Approximate Distribution
● Gaussian distribution
● Exponential distribution (chosen)
24. Bootstrapping
● When a node starts for the first time, it chooses a random
token for its position in the ring.
● For fault tolerance, the mapping is persisted to disk locally
and also in Zookeeper.
● The token information is then gossiped around the cluster.
This is how we know about all nodes and their respective
positions in the ring. This enables any node to route a request
for a key to the correct node in the cluster.
25. Scaling the Cluster
When a new node is added into the system, it gets assigned a token such that
it can alleviate a heavily loaded node.
● Bootstrap algorithm is initiated from any other node in the system
● The node giving up the data streams the data over to the new no de
using kernel-kernel copy techniques.
● Operational experience has shown that data can be transferred at the
rate of 40 MB/sec from a single node.
● Improving this by having multiple replicas take part in the bootstrap
transfer thereby parallelizing the effort, similar to Bittorrent
26. Local Persistence
● Typical write operation involves a write into a commit log for durability and
recoverability and an update into an in-memory data structure.
● The write into the in-memory data structure is performed only after a successful
write into the commit log
● When the in-memory data structure crosses a certain threshold, it dumps itself to
disk
● Over time many such files could exist on disk and a merge process runs in the
background to collate the different files into one file.
27. Local Persistence
Speed Up
● Bloom Filter: avoid lookups into files that do not contain the key
● Column Indices: prevent scanning of every column on disk and which allow us to
jump to the right chunk on disk for column retrieval
29. Practical Experiences
● Use of MapReduce jobs to index the inbox data
○ 7 TB data.
○ Special back channel for MR to process aggregate reverse index per user and
send over the serialized data.
● Atomic operations
● Failure detection is difficult
○ Initial: 2 minutes for a 100-node setup. Later, 15 seconds.

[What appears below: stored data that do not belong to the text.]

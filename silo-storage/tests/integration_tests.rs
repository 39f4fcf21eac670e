//! End-to-end flows over the public API: configuration CRUD with digest
//! guards, the dir base/clone lineage, and ZFS snapshot ordering — all over
//! a scripted command runner and an isolated config store.

use silo_core::{CommandOutput, FakeRunner, ImageFormat, SiloError, StorageLocker, VolumeFeature};
use silo_storage::{ConfigApi, FileStore, MemoryStore, PluginRegistry, StorageManager};
use std::collections::BTreeMap;
use std::os::unix::fs::PermissionsExt;
use std::sync::Arc;

fn params(pairs: &[(&str, &str)]) -> BTreeMap<String, String> {
    pairs
        .iter()
        .map(|(k, v)| (k.to_string(), v.to_string()))
        .collect()
}

fn scripted() -> (Arc<PluginRegistry>, Arc<FakeRunner>) {
    let runner = Arc::new(FakeRunner::new());
    let registry = Arc::new(PluginRegistry::with_defaults(runner.clone()));
    (registry, runner)
}

#[tokio::test]
async fn dir_storage_lifecycle_with_digest_guard() {
    let (registry, runner) = scripted();
    let dir = tempfile::tempdir().unwrap();
    let cfg_dir = tempfile::tempdir().unwrap();
    let store = Arc::new(FileStore::new(cfg_dir.path().join("storage.cfg")));
    let api = ConfigApi::new(
        registry,
        store,
        Arc::new(StorageLocker::in_process()),
        runner,
    );

    // Create, then read back what was stored.
    api.create(&params(&[
        ("storage", "mydir"),
        ("type", "dir"),
        ("path", &dir.path().display().to_string()),
        ("content", "images,iso"),
    ]))
    .await
    .unwrap();

    let (scfg, digest) = api.read("mydir").await.unwrap();
    assert_eq!(scfg.ty, "dir");
    assert_eq!(
        scfg.content.iter().map(|c| c.to_string()).collect::<Vec<_>>(),
        vec!["images", "iso"]
    );

    let (index, _) = api.list(None).await.unwrap();
    assert!(index.iter().any(|s| s.storage == "mydir"));

    // A stale digest is rejected; the one we just read is accepted and the
    // digest moves.
    let stale = format!("{:0>64}", "1");
    let err = api
        .update("mydir", &params(&[("maxfiles", "5")]), Some(&stale))
        .await
        .unwrap_err();
    assert!(matches!(err, SiloError::DigestMismatch(_)));

    let new_digest = api
        .update("mydir", &params(&[("maxfiles", "5")]), Some(&digest))
        .await
        .unwrap();
    assert_ne!(new_digest, digest);

    // The moved digest is what a fresh read reports, and feeding it back
    // with unchanged params is accepted.
    let (_, read_digest) = api.read("mydir").await.unwrap();
    assert_eq!(read_digest, new_digest);
    api.update("mydir", &params(&[("maxfiles", "5")]), Some(&new_digest))
        .await
        .unwrap();
}

#[tokio::test]
async fn dir_base_clone_lineage() {
    let (registry, runner) = scripted();
    let dir = tempfile::tempdir().unwrap();
    let store = Arc::new(MemoryStore::new(format!(
        "dir: mydir\n\tpath {}\n\tcontent images\n",
        dir.path().display()
    )));
    let manager = StorageManager::new(
        registry,
        store,
        Arc::new(StorageLocker::in_process()),
        None,
    );

    let volid = manager
        .alloc_image("mydir", 100, Some(ImageFormat::Qcow2), None, 1048576)
        .await
        .unwrap();
    assert_eq!(volid, "mydir:100/vm-100-disk-1.qcow2");
    assert_eq!(
        runner.call_lines().last().unwrap(),
        &format!(
            "qemu-img create -o preallocation=metadata -f qcow2 {}/images/100/vm-100-disk-1.qcow2 1048576K",
            dir.path().display()
        )
    );

    // The scripted runner does not create files; place the image by hand
    // before converting it.
    let file = dir.path().join("images/100/vm-100-disk-1.qcow2");
    std::fs::write(&file, b"qcow2").unwrap();
    runner.enqueue(CommandOutput::ok(
        serde_json::json!({ "virtual-size": 1073741824u64, "actual-size": 512 }).to_string(),
    ));

    let base_volid = manager.create_base(&volid).await.unwrap();
    assert_eq!(base_volid, "mydir:100/base-100-disk-1.qcow2");

    let base_file = dir.path().join("images/100/base-100-disk-1.qcow2");
    assert!(base_file.exists());
    let mode = std::fs::metadata(&base_file).unwrap().permissions().mode();
    assert_eq!(mode & 0o777, 0o444);

    assert!(manager
        .volume_has_feature(VolumeFeature::Clone, &base_volid, None)
        .await
        .unwrap());

    let clone_volid = manager.clone_image(&base_volid, 200, None).await.unwrap();
    assert_eq!(
        clone_volid,
        "mydir:100/base-100-disk-1.qcow2/200/vm-200-disk-1.qcow2"
    );

    let clone_call = runner.calls().into_iter().last().unwrap();
    assert_eq!(
        clone_call.argv,
        vec![
            "qemu-img",
            "create",
            "-b",
            "../100/base-100-disk-1.qcow2",
            "-f",
            "qcow2",
            "vm-200-disk-1.qcow2",
        ]
    );
    assert_eq!(
        clone_call.cwd.as_deref(),
        Some(dir.path().join("images/200").as_path())
    );

    let path = manager.volume_path(&clone_volid, None).await.unwrap();
    assert_eq!(
        path.path,
        dir.path().join("images/200/vm-200-disk-1.qcow2").display().to_string()
    );
    assert_eq!(path.vmid, Some(200));
}

#[tokio::test]
async fn zfs_alloc_snapshot_rollback_ordering() {
    let (registry, runner) = scripted();
    let store = Arc::new(MemoryStore::new(
        "zfspool: tank1\n\tpool tank\n\tcontent images\n\tsparse 1\n",
    ));
    let manager = StorageManager::new(
        registry,
        store,
        Arc::new(StorageLocker::in_process()),
        None,
    );

    let pool_listed = || CommandOutput::ok("tank\n");

    // alloc: activate, free-name scan, existence probe, create, udev.
    runner.enqueue(pool_listed());
    runner.enqueue(CommandOutput::ok(""));
    runner.enqueue(CommandOutput::fail(1, "dataset does not exist\n"));
    let volid = manager
        .alloc_image("tank1", 7, None, None, 2097152)
        .await
        .unwrap();
    assert_eq!(volid, "tank1:vm-7-disk-1");
    assert!(runner
        .call_lines()
        .contains(&"zfs create -s -V 2097152k tank/vm-7-disk-1".to_string()));

    // Two snapshots.
    runner.enqueue(pool_listed());
    manager.volume_snapshot(&volid, "a").await.unwrap();
    runner.enqueue(pool_listed());
    manager.volume_snapshot(&volid, "b").await.unwrap();

    // Rolling back past @b is refused.
    let both = "tank/vm-7-disk-1@a\ntank/vm-7-disk-1@b\n";
    runner.enqueue(pool_listed());
    runner.enqueue(CommandOutput::ok(both));
    let err = manager
        .volume_snapshot_rollback(&volid, "a")
        .await
        .unwrap_err();
    assert!(matches!(err, SiloError::MoreRecentSnapshots));

    // Delete @b, then the rollback goes through.
    runner.enqueue(pool_listed());
    manager.volume_snapshot_delete(&volid, "b").await.unwrap();

    runner.enqueue(pool_listed());
    runner.enqueue(CommandOutput::ok("tank/vm-7-disk-1@a\n"));
    manager.volume_snapshot_rollback(&volid, "a").await.unwrap();
    assert_eq!(
        runner.call_lines().last().unwrap(),
        "zfs rollback tank/vm-7-disk-1@a"
    );
}

#[tokio::test(start_paused = true)]
async fn zfs_free_retries_busy_datasets() {
    let (registry, runner) = scripted();
    let store = Arc::new(MemoryStore::new(
        "zfspool: tank1\n\tpool tank\n\tcontent images\n",
    ));
    let manager = StorageManager::new(
        registry,
        store,
        Arc::new(StorageLocker::in_process()),
        None,
    );

    runner.enqueue(CommandOutput::ok("tank\n")); // activation
    for _ in 0..5 {
        runner.enqueue(CommandOutput::fail(1, "dataset is busy\n"));
    }
    runner.enqueue(CommandOutput::ok(""));

    manager.free_image("tank1:vm-7-disk-1").await.unwrap();
    let destroys = runner
        .call_lines()
        .into_iter()
        .filter(|line| line == "zfs destroy -r tank/vm-7-disk-1")
        .count();
    assert_eq!(destroys, 6);
}

#[tokio::test]
async fn delete_with_dependent_base_storage() {
    let (registry, runner) = scripted();
    let api = ConfigApi::new(
        registry,
        Arc::new(MemoryStore::default()),
        Arc::new(StorageLocker::in_process()),
        runner,
    );

    api.create(&params(&[
        ("storage", "iscsi1"),
        ("type", "iscsi"),
        ("portal", "192.168.1.9"),
        ("target", "iqn.2024-01.org.example:storage"),
    ]))
    .await
    .unwrap();
    api.create(&params(&[
        ("storage", "vg1"),
        ("type", "lvm"),
        ("vgname", "vg1"),
        ("base", "iscsi1:lun1"),
    ]))
    .await
    .unwrap();

    let err = api.delete("iscsi1").await.unwrap_err();
    assert_eq!(
        err.to_string(),
        "storage 'iscsi1' is used as base of another storage"
    );

    api.delete("vg1").await.unwrap();
    api.delete("iscsi1").await.unwrap();
}

#[tokio::test]
async fn disabled_and_node_restricted_storages_are_gated() {
    let (registry, _runner) = scripted();
    let dir = tempfile::tempdir().unwrap();
    let store = Arc::new(MemoryStore::new(format!(
        "dir: offline\n\tpath {p}\n\tdisable 1\n\ndir: elsewhere\n\tpath {p}\n\tnodes other1\n",
        p = dir.path().display()
    )));
    let manager = StorageManager::new(
        registry,
        store,
        Arc::new(StorageLocker::in_process()),
        Some("node1".to_string()),
    );

    assert!(matches!(
        manager.resolve("offline").await.unwrap_err(),
        SiloError::StorageDisabled(_)
    ));
    assert!(matches!(
        manager.resolve("elsewhere").await.unwrap_err(),
        SiloError::NodeRestricted { .. }
    ));
    assert!(manager.resolve_opt("offline", true).await.unwrap().is_none());
    assert!(manager
        .resolve_opt("elsewhere", true)
        .await
        .unwrap()
        .is_none());

    // Both still show up in the aggregate status, inactive.
    let all = manager.status_all().await.unwrap();
    assert!(all.iter().any(|(id, _, st)| id == "offline" && !st.active));
    assert!(!all.iter().any(|(id, _, _)| id == "elsewhere"));
}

● Integrated with Ganglia for monitoring.
● Some coordination with Zookeeper.
30. Facebook Inbox Search
● Per user index of all the messages
● Two search features: Two column families.
○ Term Search
■ <user_id, message> : message becomes the super-column.
■ Individual message identifiers that contain the word become columns.
○ Interactions
■ <user_id, recipients_user_id> : recipients_user_id is the super-column.
■ Individual message identifiers are the columns.
● Caching user’s index as soon as he/she clicks the search bar.
● Current: 50 TB, on 150 Node cluster (East/West coast data centers).